Recent research by Sciara and Pantaleo (2017) highlights that when we believe our romantic relationship is going to end, we can start to feel less committed to the relationship and have weakening romantic feelings for our partner, but not always.

One-hundred and four participants took part in the study. Some were manipulated into believing false statistics and hearing negative evaluations of the relationship questionnaires they had completed, in order to make them believe their romantic relationship was likely doomed for a break-up. Remember, in a position of authority, a person can make others believe falsehoods, especially if they put a statistic on it. Participants were either led to believe that their relationship was at a low, moderate or high risk of breaking-up in the future, or were not manipulated in this way whatsoever.
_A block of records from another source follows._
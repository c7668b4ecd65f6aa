//! Integration tests for JavaScript generation

use hyperfixi_compiler::{CodegenOptions, CodegenTarget, GeneratedCode};

use crate::{compile, compile_with};

// =============================================================================
// Handlers
// =============================================================================

#[test]
fn toggle_handler() {
    let out = compile("on click toggle .active");
    assert_eq!(out.handlers.len(), 1);
    let handler = &out.handlers[0];
    assert_eq!(handler.id, "_hf_test");
    assert_eq!(handler.event, "click");
    assert!(handler.function.contains("ctx.me.classList.toggle('active');"));
    assert!(handler.binding.contains("addEventListener('click'"));
    assert!(handler.cleanup.is_some());
    assert!(out.needs_runtime());
}

#[test]
fn bare_commands_bind_to_click() {
    let out = compile("toggle .active");
    assert_eq!(out.handlers[0].event, "click");
}

#[test]
fn debounce_without_interval_uses_default() {
    let out = compile("on input.debounce log me");
    assert!(out.handlers[0].binding.contains("_rt.debounce(_hf_test, 300)"));
    assert!(out.helpers.contains("debounce"));
}

#[test]
fn once_listeners_have_no_cleanup() {
    let out = compile("on click.once toggle .a");
    assert!(out.handlers[0].cleanup.is_none());
}

#[test]
fn waiting_makes_the_handler_async() {
    let out = compile("on click add .a then wait 1s then remove .a");
    assert!(out.handlers[0].function.starts_with("async function _hf_test(event)"));
    assert!(out.code.contains("await _rt.wait(1000);"));
}

#[test]
fn folded_values_reach_the_output() {
    let out = compile("on click log 1 + 2");
    assert!(out.code.contains("console.log(3);"), "{}", out.code);
}

#[test]
fn cached_selectors_are_hoisted() {
    let out = compile("on click add .a to #box then remove .b from #box");
    assert!(out.code.contains("_sel_box"), "{}", out.code);
}

// =============================================================================
// Options
// =============================================================================

#[test]
fn es2017_avoids_nullish_coalescing() {
    let options = CodegenOptions::default().with_target(CodegenTarget::Es2017);
    let (out, _) = compile_with("on click increment :n", 0, options);
    assert!(!out.code.contains("??"), "{}", out.code);
    let (out, _) = compile_with("on click increment :n", 0, CodegenOptions::default());
    assert!(out.code.contains("??"), "{}", out.code);
}

#[test]
fn minified_output_is_shorter() {
    let source = "on click toggle .a then wait 1s then toggle .a";
    let (pretty, _) = compile_with(source, 2, CodegenOptions::default());
    let (minified, _) = compile_with(source, 2, CodegenOptions::default().with_minify(true));
    assert!(minified.code.len() < pretty.code.len());
}

#[test]
fn generated_code_serializes_camel_case() {
    let out: GeneratedCode = compile("on click toggle .active");
    let json = serde_json::to_value(&out).unwrap();
    assert!(json["handlers"][0]["binding"].is_string());
    assert!(json["helpers"].is_array());
}
//! Core types shared by every hyperfixi layer.
//!
//! This crate provides:
//! - [`Error`] - Rich error types with context
//! - [`Span`] - Source locations for tokens and diagnostics
//! - [`Value`] - Typed literal values carried through parsing and folding

#![warn(missing_docs)]
#![warn(clippy::all)]
#![warn(clippy::pedantic)]

pub mod error;
pub mod span;
pub mod value;

pub use error::{Error, ErrorContext, ErrorKind, Result};
pub use span::Span;
pub use value::{DurationUnit, Value};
Interestingly, rather than there being a correlation between the more you believe the relationship is going to end, the more your commitment level diminishes or strengthens, and the more your romantic feelings for them diminish or strengthen, the pattern was instead cubic rather than linear. So the results took this form below (I’ve added examples to help).
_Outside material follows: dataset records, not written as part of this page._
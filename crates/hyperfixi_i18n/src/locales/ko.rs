//! Korean.

use hyperfixi_foundation::DurationUnit;

use super::{LocaleData, Segmentation, korean};
use crate::keywords::KeywordCategory::{
    Attributes, Commands, Events, Logical, Modifiers, Temporal, Values,
};
use crate::profile::{Direction, WordOrder};

pub(super) static LOCALE: LocaleData = LocaleData {
    code: "ko",
    name: "Korean",
    word_order: WordOrder::Sov,
    direction: Direction::Ltr,
    segmentation: Segmentation::Whitespace,
    keywords: &[
        (Commands, "toggle", &["토글", "전환"]),
        (Commands, "add", &["추가"]),
        (Commands, "remove", &["제거", "삭제"]),
        (Commands, "show", &["표시", "보이기"]),
        (Commands, "hide", &["숨기기", "숨김"]),
        (Commands, "set", &["설정"]),
        (Commands, "put", &["넣기"]),
        (Commands, "increment", &["증가"]),
        (Commands, "decrement", &["감소"]),
        (Commands, "log", &["기록", "로그"]),
        (Commands, "send", &["보내기", "전송"]),
        (Commands, "trigger", &["발생", "트리거"]),
        (Commands, "wait", &["대기", "기다리기"]),
        (Commands, "fetch", &["가져오기"]),
        (Commands, "go", &["이동"]),
        (Commands, "call", &["호출"]),
        (Commands, "focus", &["포커스"]),
        (Commands, "blur", &["블러"]),
        (Commands, "halt", &["중지", "정지"]),
        (Commands, "exit", &["종료"]),
        (Commands, "return", &["반환"]),
        (Commands, "append", &["덧붙이기"]),
        (Commands, "take", &["가져가기"]),
        (Logical, "if", &["만약"]),
        (Logical, "unless", &["아니라면"]),
        (Logical, "else", &["아니면"]),
        (Logical, "end", &["끝"]),
        (Logical, "then", &["그다음", "그러면"]),
        (Logical, "and", &["그리고"]),
        (Logical, "or", &["또는"]),
        (Logical, "not", &["아닌"]),
        (Logical, "is", &["이다"]),
        (Logical, "repeat", &["반복"]),
        (Logical, "times", &["번", "회"]),
        (Logical, "while", &["동안"]),
        (Logical, "for", &["각각"]),
        (Logical, "in", &["안에"]),
        (Logical, "forever", &["영원히"]),
        (Logical, "each", &["각"]),
        (Events, "click", &["클릭"]),
        (Events, "dblclick", &["더블클릭"]),
        (Events, "submit", &["제출"]),
        (Events, "input", &["입력"]),
        (Events, "change", &["변경"]),
        (Events, "keydown", &["키다운"]),
        (Events, "keyup", &["키업"]),
        (Events, "load", &["로드"]),
        (Events, "scroll", &["스크롤"]),
        (Values, "me", &["나", "내"]),
        (Values, "it", &["그것"]),
        (Values, "you", &["너"]),
        (Values, "result", &["결과"]),
        (Values, "event", &["이벤트"]),
        (Values, "target", &["대상"]),
        (Values, "body", &["본문"]),
        (Values, "true", &["참"]),
        (Values, "false", &["거짓"]),
        (Values, "null", &["널"]),
        (Temporal, "until", &["까지"]),
        (Modifiers, "object", &["를", "을"]),
        (Modifiers, "to", &["에", "에게", "로", "으로"]),
        (Modifiers, "from", &["에서", "부터"]),
        (Modifiers, "with", &["와", "과"]),
        (Modifiers, "of", &["의"]),
        (Modifiers, "topic", &["은", "는"]),
        (Modifiers, "subject", &["이", "가"]),
        (Modifiers, "by", &["만큼"]),
        (Modifiers, "as", &["로서"]),
        (Modifiers, "on", &["시", "때"]),
        (Attributes, "once", &["한번"]),
        (Attributes, "prevent", &["방지"]),
        (Attributes, "debounce", &["디바운스"]),
        (Attributes, "throttle", &["스로틀"]),
    ],
    markers: &[
        ("patient", "를", &["을"]),
        ("destination", "에", &["에게", "로", "으로"]),
        ("source", "에서", &["부터"]),
        ("quantity", "만큼", &[]),
        ("responseType", "로서", &[]),
    ],
    event_marker: ("시", &["때", "에"]),
    source_marker: ("에서", &[]),
    time_units: &[
        ("밀리초", DurationUnit::Ms),
        ("초", DurationUnit::S),
        ("분", DurationUnit::M),
        ("시간", DurationUnit::H),
    ],
    suffix_particles: &[
        "에서", "에게", "으로", "부터", "만큼", "로서", "까지", "을", "를", "에", "로", "의",
        "시", "때",
    ],
    apostrophe_suffixes: false,
    normalizer: Some(korean),
};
When the risk of break-up was:

  • not mentioned, the intensity of romantic commitment was strong (e.g. no break-up on the horizon = ’I feel a strong sense of commitment to my romantic partner);
  • low, the intensity of romantic commitment was significantly reduced (e.g. slight possibility of us breaking up = ‘Errr, maybe I’m not that into you, actually’);
  • moderate, the intensity of romantic commitment was strong (e.g. reasonable possibility of us breaking up = ‘Oh no, I really like you!’);
  • high, the intensity of romantic commitment was significantly reduced (e.g. high possibility of us breaking up = ‘Fine, I’m really not that into you anyway!’)

When the risk of break-up was:

  • not mentioned, the intensity of romantic feelings was strong;
  • low, the intensity of romantic feelings was significantly reduced;
  • moderate, the intensity of romantic feelings was strong;
  • high, the intensity of romantic feelings was significantly reduced.
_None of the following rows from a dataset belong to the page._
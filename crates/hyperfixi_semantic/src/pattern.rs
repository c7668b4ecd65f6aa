//! Pattern generation.
//!
//! A [`Pattern`] is one schema laid out in one language's word order: the
//! action keyword and a slot per role, each slot carrying the marker that
//! signals it. The matcher consumes patterns and the renderer walks them in
//! order, so parsing and rendering share one layout.

use hyperfixi_i18n::{ActionKeywords, Language, MarkerForms, WordOrder};

use crate::role::SemanticRole;
use crate::schema::{CommandSchema, RoleSpec};
use crate::value::ValueType;

/// Whether a marker precedes or follows its value.
#[derive(Clone, Copy, Debug, PartialEq, Eq)]
pub enum MarkerPosition {
    /// Preposition (`on #button`).
    Before,
    /// Postposition or case particle (`#button に`).
    After,
}

/// A role marker in one language.
#[derive(Clone, Debug, PartialEq, Eq)]
pub struct MarkerSpec {
    /// Accepted forms; the primary is used for rendering.
    pub forms: MarkerForms,
    /// Placement relative to the value.
    pub position: MarkerPosition,
}

impl MarkerSpec {
    /// Returns true if `word` is the primary form.
    #[must_use]
    pub fn is_primary(&self, word: &str) -> bool {
        self.forms.primary.to_lowercase() == word.to_lowercase()
    }
}

/// A typed hole for one role.
#[derive(Clone, Debug, PartialEq)]
pub struct Slot {
    /// The role the slot fills.
    pub role: SemanticRole,
    /// A match without this slot fails.
    pub required: bool,
    /// Value shapes the slot accepts.
    pub expected_types: Vec<ValueType>,
    /// Marker signalling the role, if the language marks it.
    pub marker: Option<MarkerSpec>,
}

impl Slot {
    /// Returns true if the slot accepts values of this shape.
    #[must_use]
    pub fn accepts(&self, value_type: ValueType) -> bool {
        self.expected_types.contains(&value_type)
    }

    /// Returns true if `word` is one of this slot's marker forms.
    #[must_use]
    pub fn marked_by(&self, word: &str) -> bool {
        self.marker.as_ref().is_some_and(|m| m.forms.matches(word))
    }
}

/// One element of a pattern.
#[derive(Clone, Debug, PartialEq)]
pub enum PatternElement {
    /// The command keyword.
    Action(ActionKeywords),
    /// A role slot.
    Slot(Slot),
}

/// A schema laid out for one language.
#[derive(Clone, Debug, PartialEq)]
pub struct Pattern {
    /// Canonical action.
    pub action: String,
    /// Language code.
    pub language: String,
    /// Word order the layout follows.
    pub word_order: WordOrder,
    /// Elements in surface order.
    pub elements: Vec<PatternElement>,
}

impl Pattern {
    /// The action keyword forms.
    #[must_use]
    pub fn action_keywords(&self) -> Option<&ActionKeywords> {
        self.elements.iter().find_map(|e| match e {
            PatternElement::Action(keywords) => Some(keywords),
            PatternElement::Slot(_) => None,
        })
    }

    /// Role slots in surface order.
    pub fn slots(&self) -> impl Iterator<Item = &Slot> {
        self.elements.iter().filter_map(|e| match e {
            PatternElement::Slot(slot) => Some(slot),
            PatternElement::Action(_) => None,
        })
    }

    /// Returns true if `word` marks any slot of this pattern.
    #[must_use]
    pub fn is_marker(&self, word: &str) -> bool {
        self.slots().any(|slot| slot.marked_by(word))
    }

    /// A readable template such as `toggle {patient} on {destination}`.
    #[must_use]
    pub fn template(&self) -> String {
        let mut parts = Vec::new();
        for element in &self.elements {
            match element {
                PatternElement::Action(keywords) => parts.push(keywords.primary.clone()),
                PatternElement::Slot(slot) => {
                    let hole = if slot.required {
                        format!("{{{}}}", slot.role)
                    } else {
                        format!("[{}]", slot.role)
                    };
                    match &slot.marker {
                        Some(m) if m.position == MarkerPosition::Before => {
                            parts.push(m.forms.primary.clone());
                            parts.push(hole);
                        }
                        Some(m) => {
                            parts.push(hole);
                            parts.push(m.forms.primary.clone());
                        }
                        None => parts.push(hole),
                    }
                }
            }
        }
        parts.join(" ")
    }
}

/// Lays schemas out in a language's word order.
pub struct PatternGenerator;

impl PatternGenerator {
    /// Generates the pattern for one schema in one language.
    ///
    /// Roles are sorted by `svo_position` (SVO, VSO) or `sov_position`
    /// (SOV); ties keep declaration order. The action comes first, or last
    /// in SOV languages.
    #[must_use]
    pub fn generate(schema: &CommandSchema, language: &Language) -> Pattern {
        let profile = &language.profile;
        let word_order = profile.word_order;

        let mut specs: Vec<&RoleSpec> = schema.roles.iter().collect();
        specs.sort_by_key(|spec| match word_order {
            WordOrder::Sov => spec.sov_position,
            WordOrder::Svo | WordOrder::Vso => spec.svo_position,
        });

        let slots = specs.into_iter().map(|spec| {
            PatternElement::Slot(Slot {
                role: spec.role.clone(),
                required: spec.required,
                expected_types: spec.expected_types.clone(),
                marker: Self::marker_for(spec, language),
            })
        });

        let action = PatternElement::Action(
            profile
                .action(&schema.action)
                .cloned()
                .unwrap_or_else(|| ActionKeywords::new(schema.action.clone())),
        );

        let elements = if word_order.is_verb_final() {
            slots.chain(std::iter::once(action)).collect()
        } else {
            std::iter::once(action).chain(slots).collect()
        };

        Pattern {
            action: schema.action.clone(),
            language: profile.code.clone(),
            word_order,
            elements,
        }
    }

    /// Generates patterns for every schema, in registration order.
    #[must_use]
    pub fn generate_all<'a>(
        schemas: impl IntoIterator<Item = &'a CommandSchema>,
        language: &Language,
    ) -> Vec<Pattern> {
        schemas
            .into_iter()
            .map(|schema| Self::generate(schema, language))
            .collect()
    }

    /// The marker for a role: the schema's override for this language, else
    /// the language's default marker for the role. The default forms stay
    /// accepted as alternatives to an override.
    fn marker_for(spec: &RoleSpec, language: &Language) -> Option<MarkerSpec> {
        let profile = &language.profile;
        let position = if profile.word_order.is_verb_final() {
            MarkerPosition::After
        } else {
            MarkerPosition::Before
        };
        let default = profile.marker(spec.role.name());

        let forms = match spec.marker_override.get(&profile.code) {
            Some(over) if over.is_empty() => return None,
            Some(over) => {
                let mut forms = MarkerForms::new(over, &[]);
                if let Some(default) = default {
                    forms.alternatives = std::iter::once(&default.primary)
                        .chain(&default.alternatives)
                        .filter(|form| !form.eq_ignore_ascii_case(over))
                        .cloned()
                        .collect();
                }
                forms
            }
            None => default?.clone(),
        };
        Some(MarkerSpec { forms, position })
    }
}
//! Language profiles: word order, direction, and role markers.

use std::collections::{BTreeMap, HashMap};

use serde::{Deserialize, Serialize};

/// Basic constituent order of a language.
#[derive(Clone, Copy, Debug, PartialEq, Eq, Hash, Serialize, Deserialize)]
pub enum WordOrder {
    /// Subject-verb-object (English, Spanish, Italian).
    #[serde(rename = "SVO")]
    Svo,
    /// Subject-object-verb (Japanese, Korean, Turkish).
    #[serde(rename = "SOV")]
    Sov,
    /// Verb-subject-object (Arabic).
    #[serde(rename = "VSO")]
    Vso,
}

impl WordOrder {
    /// Returns true if the verb comes last and markers follow their values.
    #[must_use]
    pub const fn is_verb_final(self) -> bool {
        matches!(self, Self::Sov)
    }

    /// Short name.
    #[must_use]
    pub const fn name(self) -> &'static str {
        match self {
            Self::Svo => "SVO",
            Self::Sov => "SOV",
            Self::Vso => "VSO",
        }
    }
}

/// Writing direction.
#[derive(Clone, Copy, Debug, PartialEq, Eq, Serialize, Deserialize)]
#[serde(rename_all = "lowercase")]
pub enum Direction {
    /// Left to right.
    Ltr,
    /// Right to left.
    Rtl,
}

/// Native forms of one command verb.
#[derive(Clone, Debug, PartialEq, Eq, Serialize, Deserialize)]
pub struct ActionKeywords {
    /// Form used when rendering.
    pub primary: String,
    /// Other accepted forms.
    pub alternatives: Vec<String>,
}

impl ActionKeywords {
    /// Creates keywords from a primary form.
    #[must_use]
    pub fn new(primary: impl Into<String>) -> Self {
        Self {
            primary: primary.into(),
            alternatives: Vec::new(),
        }
    }

    /// Returns true if `word` is any accepted form (case-insensitive).
    #[must_use]
    pub fn matches(&self, word: &str) -> bool {
        let word = word.to_lowercase();
        self.primary.to_lowercase() == word
            || self.alternatives.iter().any(|a| a.to_lowercase() == word)
    }

    /// All forms, primary first.
    pub fn forms(&self) -> impl Iterator<Item = &str> {
        std::iter::once(self.primary.as_str()).chain(self.alternatives.iter().map(String::as_str))
    }
}

/// Surface forms of a role marker.
#[derive(Clone, Debug, PartialEq, Eq, Serialize, Deserialize)]
pub struct MarkerForms {
    /// Form used when rendering.
    pub primary: String,
    /// Other accepted forms.
    pub alternatives: Vec<String>,
}

impl MarkerForms {
    /// Creates marker forms.
    #[must_use]
    pub fn new(primary: &str, alternatives: &[&str]) -> Self {
        Self {
            primary: primary.to_string(),
            alternatives: alternatives.iter().map(ToString::to_string).collect(),
        }
    }

    /// Returns true if `word` is any accepted form (case-insensitive).
    #[must_use]
    pub fn matches(&self, word: &str) -> bool {
        let word = word.to_lowercase();
        self.primary.to_lowercase() == word
            || self.alternatives.iter().any(|a| a.to_lowercase() == word)
    }
}

/// Everything the pattern engine needs to know about a language.
#[derive(Clone, Debug, Serialize, Deserialize)]
#[serde(rename_all = "camelCase")]
pub struct LanguageProfile {
    /// ISO 639-1 code.
    pub code: String,
    /// English name.
    pub name: String,
    /// Constituent order.
    pub word_order: WordOrder,
    /// Writing direction.
    pub direction: Direction,
    /// Canonical action -> native verb forms.
    pub keywords: BTreeMap<String, ActionKeywords>,
    /// Role name -> default marker.
    pub role_markers: HashMap<String, MarkerForms>,
    /// Marker introducing (SVO/VSO) or following (SOV) an event name.
    pub event_marker: MarkerForms,
    /// Marker attached to the element an event handler listens on.
    pub source_marker: MarkerForms,
}

impl LanguageProfile {
    /// Creates a profile with no keywords or markers.
    #[must_use]
    pub fn new(
        code: impl Into<String>,
        name: impl Into<String>,
        word_order: WordOrder,
        direction: Direction,
    ) -> Self {
        Self {
            code: code.into(),
            name: name.into(),
            word_order,
            direction,
            keywords: BTreeMap::new(),
            role_markers: HashMap::new(),
            event_marker: MarkerForms::new("on", &[]),
            source_marker: MarkerForms::new("from", &[]),
        }
    }

    /// Native verb forms for a canonical action.
    #[must_use]
    pub fn action(&self, canonical: &str) -> Option<&ActionKeywords> {
        self.keywords.get(canonical)
    }

    /// Adds a verb form. The first form added becomes the primary.
    pub fn add_action_form(&mut self, canonical: &str, form: &str) {
        match self.keywords.get_mut(canonical) {
            Some(existing) => {
                if !existing.matches(form) {
                    existing.alternatives.push(form.to_string());
                }
            }
            None => {
                self.keywords
                    .insert(canonical.to_string(), ActionKeywords::new(form));
            }
        }
    }

    /// Default marker for a role, if the language marks it.
    #[must_use]
    pub fn marker(&self, role: &str) -> Option<&MarkerForms> {
        self.role_markers.get(role)
    }
}

#[cfg(test)]
mod tests {
    use super::*;

    #[test]
    fn action_forms_accumulate() {
        let mut profile = LanguageProfile::new("es", "Spanish", WordOrder::Svo, Direction::Ltr);
        profile.add_action_form("toggle", "alternar");
        profile.add_action_form("toggle", "alterna");
        profile.add_action_form("toggle", "Alternar");
        let forms = profile.action("toggle").unwrap();
        assert_eq!(forms.primary, "alternar");
        assert_eq!(forms.alternatives, vec!["alterna".to_string()]);
        assert!(forms.matches("ALTERNA"));
    }

    #[test]
    fn word_order_names() {
        assert!(WordOrder::Sov.is_verb_final());
        assert!(!WordOrder::Vso.is_verb_final());
        assert_eq!(serde_json::to_string(&WordOrder::Vso).unwrap(), "\"VSO\"");
    }
}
Rather than self-preservation, the researchers liken this effect to how we might feel stronger romantic feelings for someone because it is a forbidden love of some sort, e.g. an interracial marriage or age-gap relationship. When there is a barrier of some sort between us and what we think we want, forced upon us by specific others or society, we might experience those romantic emotions more strongly and feel even more resolute in our endeavour to ‘fight against the odds and let our love prevail’.

So before you decide to move in with the partner you’re in a long-distance relationship with, or before you ask someone to postpone their goals that require them to move to another country, decipher whether your intense feelings for them are real or superficial. Looking at the time line of any drastic/sudden changes that occurred in the intensity of those emotions, will help you to discover the truth. For example, if you only now, suddenly, for the first time in your relationship, feel like you want to marry your partner because they’ve said they want to take a job opportunity somewhere far away, maybe it’s a superficial feeling of love and commitment. Get clarity and then make the right decision.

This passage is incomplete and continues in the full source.